DIRECTIONS –
This exercise requires an exact copy of each line from the one containing "-> (DateTime<Utc>, DateTime<Utc>)" down to the last line below.

DATA SHOWN –
· · · · · · ·
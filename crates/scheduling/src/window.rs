//! Rounded time-window math for the activation job.

use chrono::{DateTime, Duration, Timelike, Utc};

/// The `[start, end)` window the activation job considers at `now`:
/// `now` floored to the start of its minute, extended by the configured
/// interval.
pub fn activation_window(
    now: DateTime<Utc>,
    interval_minutes: u32,
) -> (DateTime<Utc>, DateTime<Utc>) {
    let start = now
        .with_second(0)
        .and_then(|t| t.with_nanosecond(0))
        .unwrap_or(now);
    let end = start + Duration::minutes(i64::from(interval_minutes.max(1)));
    (start, end)
}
· · · · · · ·
ANSWER BOX –
) -> (DateTime<Utc>, DateTime<Utc>) {
    let start = now
        .with_second(0)
        .and_then(|t| t.with_nanosecond(0))
        .unwrap_or(now);
    let end = start + Duration::minutes(i64::from(interval_minutes.max(1)));
    (start, end)
}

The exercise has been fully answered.